Endogenous stem cells are important in the normal physiology of tissues that undergo constant regeneration, such as hematopoietic cells or those lining the gastrointestinal tract. The enhanced proliferative capacity of stem cells is necessary for the regeneration and healing of damaged tissue, but can also lead to cancer. The carcinogenic potential of stem cells is a significant limitation for their potential use in treating disease. Understanding the mechanisms and signaling pathways that allow stem cells to serve in a controlled regenerative capacity is necessary before their safe therapeutic potential can be realized.

The PTEN protein is a key regulator of cell proliferation, differentiation and motility that is frequently mutated in cancer. PTEN exerts its influence on cellular functions by suppressing the PI3-kinase (PI3K) and AKT pathways. In normal cells, PTEN balances PI3-kinase and AKT activities that otherwise would contribute to the genesis of malignant cancer cells.

Here the planarian is used as a model organism for studying PTEN in stem cells for tissue regeneration. Planarians contain large numbers of adult stem cells (neoblasts) that constantly renew and differentiate into all known planarian cell types.

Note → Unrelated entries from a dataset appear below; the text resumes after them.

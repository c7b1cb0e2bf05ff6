//! Загрузка таблицы курсов из CSV. Заголовки: currency,rate

use crate::error::{RazmenError, Result};
use crate::model::{Currency, RateTable};
use csv::{ReaderBuilder, Trim};
use rust_decimal::Decimal;
use std::io::BufRead;

#[derive(serde::Deserialize)]
struct RateRow {
    currency: String,
    rate: String,
}

impl RateTable {
    /// Читает таблицу курсов из CSV: каждая поддерживаемая валюта ровно
    /// один раз, курсы положительные, курс RUB ровно 1.
    pub fn from_csv<R: BufRead>(r: R) -> Result<RateTable> {
        let mut rdr = ReaderBuilder::new().trim(Trim::All).from_reader(r);

        let mut rates: [Option<Decimal>; 3] = [None, None, None];

        for rec in rdr.deserialize::<RateRow>() {
            let row = rec?;
            let currency: Currency = row.currency.parse()?;
            let rate = row
                .rate
                .parse::<Decimal>()
                .map_err(|e| RazmenError::Parse(format!("rate for {currency}: {e}")))?;

            let slot = &mut rates[currency as usize];
            if slot.is_some() {
                return Err(RazmenError::Rate(format!("duplicate rate for {currency}")));
            }
            *slot = Some(rate);
        }

        let mut resolved = [Decimal::ZERO; 3];
        for c in Currency::ALL {
            resolved[c as usize] = rates[c as usize]
                .ok_or_else(|| RazmenError::Rate(format!("missing rate for {c}")))?;
        }

        RateTable::new(
            resolved[Currency::Rub as usize],
            resolved[Currency::Eur as usize],
            resolved[Currency::Usd as usize],
        )
    }
}
use crate::{media::MediaKind, schema::FieldKind, types::GroupId};
use thiserror::Error as ThisError;

///
/// Error
///
/// Top-level error taxonomy. Planning-phase failures (`Schema`,
/// `Validation`, `NotFound`) are synchronous and abort a request before any
/// store call is issued; `Store` failures surface the backing store's error
/// unmodified, with no retries at this layer.
///

#[derive(Debug, ThisError)]
pub enum Error {
    #[error(transparent)]
    Schema(#[from] SchemaError),

    #[error(transparent)]
    Validation(#[from] ValidationError),

    #[error(transparent)]
    NotFound(#[from] NotFoundError),

    #[error(transparent)]
    Store(#[from] StoreFailure),
}

///
/// SchemaError
///
/// Illegal schema or group-field mutation attempts.
///

#[derive(Clone, Debug, Eq, PartialEq, ThisError)]
pub enum SchemaError {
    #[error("collection already declares a group field: {field}")]
    GroupFieldExists { field: String },

    #[error("the group field cannot be {operation} directly: {field}")]
    GroupFieldProtected {
        field: String,
        operation: &'static str,
    },

    #[error("field kind conflict at {path}: declared {declared:?}, observed {observed:?}")]
    FieldKindConflict {
        path: String,
        declared: Box<FieldKind>,
        observed: Box<FieldKind>,
    },

    #[error("unknown field: {field}")]
    UnknownField { field: String },

    #[error("field already exists: {field}")]
    FieldExists { field: String },
}

///
/// ValidationError
///
/// Caller-supplied arguments that are structurally invalid for the
/// collection they target.
///

#[derive(Clone, Debug, Eq, PartialEq, ThisError)]
pub enum ValidationError {
    #[error("slice selection is empty")]
    EmptySliceSelection,

    #[error("collection has no group configuration")]
    NotGrouped,

    #[error("selected slices have mixed media kinds: {kinds:?}")]
    MixedMediaKinds { kinds: Vec<MediaKind> },

    #[error("the group field cannot be excluded from a view: {field}")]
    GroupFieldRequired { field: String },

    #[error("slice {slice} holds {declared} media but sample is {observed}")]
    SliceMediaKind {
        slice: String,
        declared: MediaKind,
        observed: MediaKind,
    },

    #[error("collection holds {declared} media but sample is {observed}")]
    CollectionMediaKind {
        declared: MediaKind,
        observed: MediaKind,
    },

    #[error("sample carries no element for group field: {field}")]
    MissingGroupElement { field: String },

    #[error("ungrouped collection cannot accept a group element in field: {field}")]
    UnexpectedGroupElement { field: String },

    #[error("cross-slice path is malformed: {path}")]
    CrossSlicePath { path: String },

    #[error("group slice already exists: {name}")]
    SliceExists { name: String },
}

///
/// NotFoundError
///
/// Lookups of group identities or slice names that do not exist in the
/// targeted view.
///

#[derive(Clone, Debug, Eq, PartialEq, ThisError)]
pub enum NotFoundError {
    #[error("no group with identity {id} in view")]
    Group { id: GroupId },

    #[error("unknown group slice: {name}")]
    Slice { name: String },
}

///
/// StoreFailure
///
/// Failures raised by (or on behalf of) the backing store while resolving
/// the single batched aggregation call. Retry policy belongs to the store
/// client, not this crate.
///

#[derive(Clone, Debug, Eq, PartialEq, ThisError)]
pub enum StoreFailure {
    #[error("backing store unavailable: {message}")]
    Unavailable { message: String },

    #[error("batched aggregation call failed: {message}")]
    Batch { message: String },

    #[error("store returned {received} results for {expected} operations")]
    ResultShape { expected: usize, received: usize },
}
use crate::{
    dataset::Dataset,
    error::{Error, NotFoundError, ValidationError},
    types::{GroupId, SampleId},
    value::Value,
};
use tracing::debug;

impl Dataset {
    /// Make `name` the active slice for interactive browsing.
    pub fn set_active_slice(&mut self, name: &str) -> Result<(), Error> {
        let config = self.group.as_mut().ok_or(ValidationError::NotGrouped)?;
        if !config.media.contains_key(name) {
            return Err(NotFoundError::Slice {
                name: name.to_string(),
            }
            .into());
        }
        config.active_slice = Some(name.to_string());
        Ok(())
    }

    /// Make `name` the default slice.
    pub fn set_default_slice(&mut self, name: &str) -> Result<(), Error> {
        let config = self.group.as_mut().ok_or(ValidationError::NotGrouped)?;
        if !config.media.contains_key(name) {
            return Err(NotFoundError::Slice {
                name: name.to_string(),
            }
            .into());
        }
        config.default_slice = Some(name.to_string());
        Ok(())
    }

    /// Rename a slice across the media map, the default/active roles, and
    /// every group element referencing it.
    pub fn rename_group_slice(&mut self, old: &str, new: &str) -> Result<(), Error> {
        let config = self.group.as_mut().ok_or(ValidationError::NotGrouped)?;
        if !config.media.contains_key(old) {
            return Err(NotFoundError::Slice {
                name: old.to_string(),
            }
            .into());
        }
        if config.media.contains_key(new) {
            return Err(ValidationError::SliceExists {
                name: new.to_string(),
            }
            .into());
        }

        config.rename_slice(old, new);
        let field = config.field.clone();

        for sample in &mut self.samples {
            if let Some(Value::Group(element)) = sample.fields.get_mut(&field) {
                if element.name == old {
                    element.name = new.to_string();
                }
            }
        }

        debug!(old, new, "renamed group slice");
        Ok(())
    }

    /// Delete a slice: every sample whose group element names it is removed,
    /// along with its media-map entry. When the deleted slice held the
    /// default or active role, the lexicographically smallest remaining
    /// slice takes over; with no slices left, both roles are unset and the
    /// collection's media kind reverts to ungrouped.
    pub fn delete_group_slice(&mut self, name: &str) -> Result<(), Error> {
        let config = self.group.as_ref().ok_or(ValidationError::NotGrouped)?;
        if !config.media.contains_key(name) {
            return Err(NotFoundError::Slice {
                name: name.to_string(),
            }
            .into());
        }
        let field = config.field.clone();

        self.samples.retain(|sample| {
            sample
                .group_element(&field)
                .is_none_or(|element| element.name != name)
        });

        if let Some(config) = self.group.as_mut() {
            config.media.remove(name);
            config.elect_fallback();

            if config.media.is_empty() {
                self.media_kind = None;
            }
        }

        debug!(slice = name, "deleted group slice");
        Ok(())
    }

    /// Delete samples by identity. Unknown identities are ignored.
    pub fn delete_samples(&mut self, ids: &[SampleId]) {
        self.samples.retain(|sample| !ids.contains(&sample.id));
    }

    /// Delete every member sample of the named groups. Declared slices keep
    /// their media-map entries; only slice deletion retires a slice name.
    pub fn delete_groups(&mut self, group_ids: &[GroupId]) {
        let Some(field) = self.group_field().map(str::to_string) else {
            return;
        };

        self.samples.retain(|sample| {
            sample
                .group_element(&field)
                .is_none_or(|element| !group_ids.contains(&element.id))
        });
    }
}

In the planarian, Schmidtea mediterranea, the authors identify two orthologues to the human PTEN gene, which they name Smed-PTEN-1 and Smed-PTEN-2. They find the genes expressed in many cell types, including the planarian stem cells. Reduced expression of Smed-PTEN-1 and Smed-PTEN-2 encoded proteins using RNAi resulted in abnormal growths, dramatic anatomical changes and the eventual demise of the organism. As in mammals, administration of the drug rapamycin to RNAi-treated worms prevents all of these abnormalities and the death of the animal.

An important finding here is the extent of evolutionary conservation of the PTEN pathway that allows researchers to use planaria as a model organism for stem cell biology. This work demonstrates the fundamental importance of PTEN in cellular proliferation and differentiation processes. Work on the PTEN pathway in this system will advance our understanding of the mechanisms regulating proliferation, migration and motility that are likely operating in the emergence of human cancers. It also expands opportunities to understand the relationship between pathways that similarly regulate cancer growth and stem cell potential.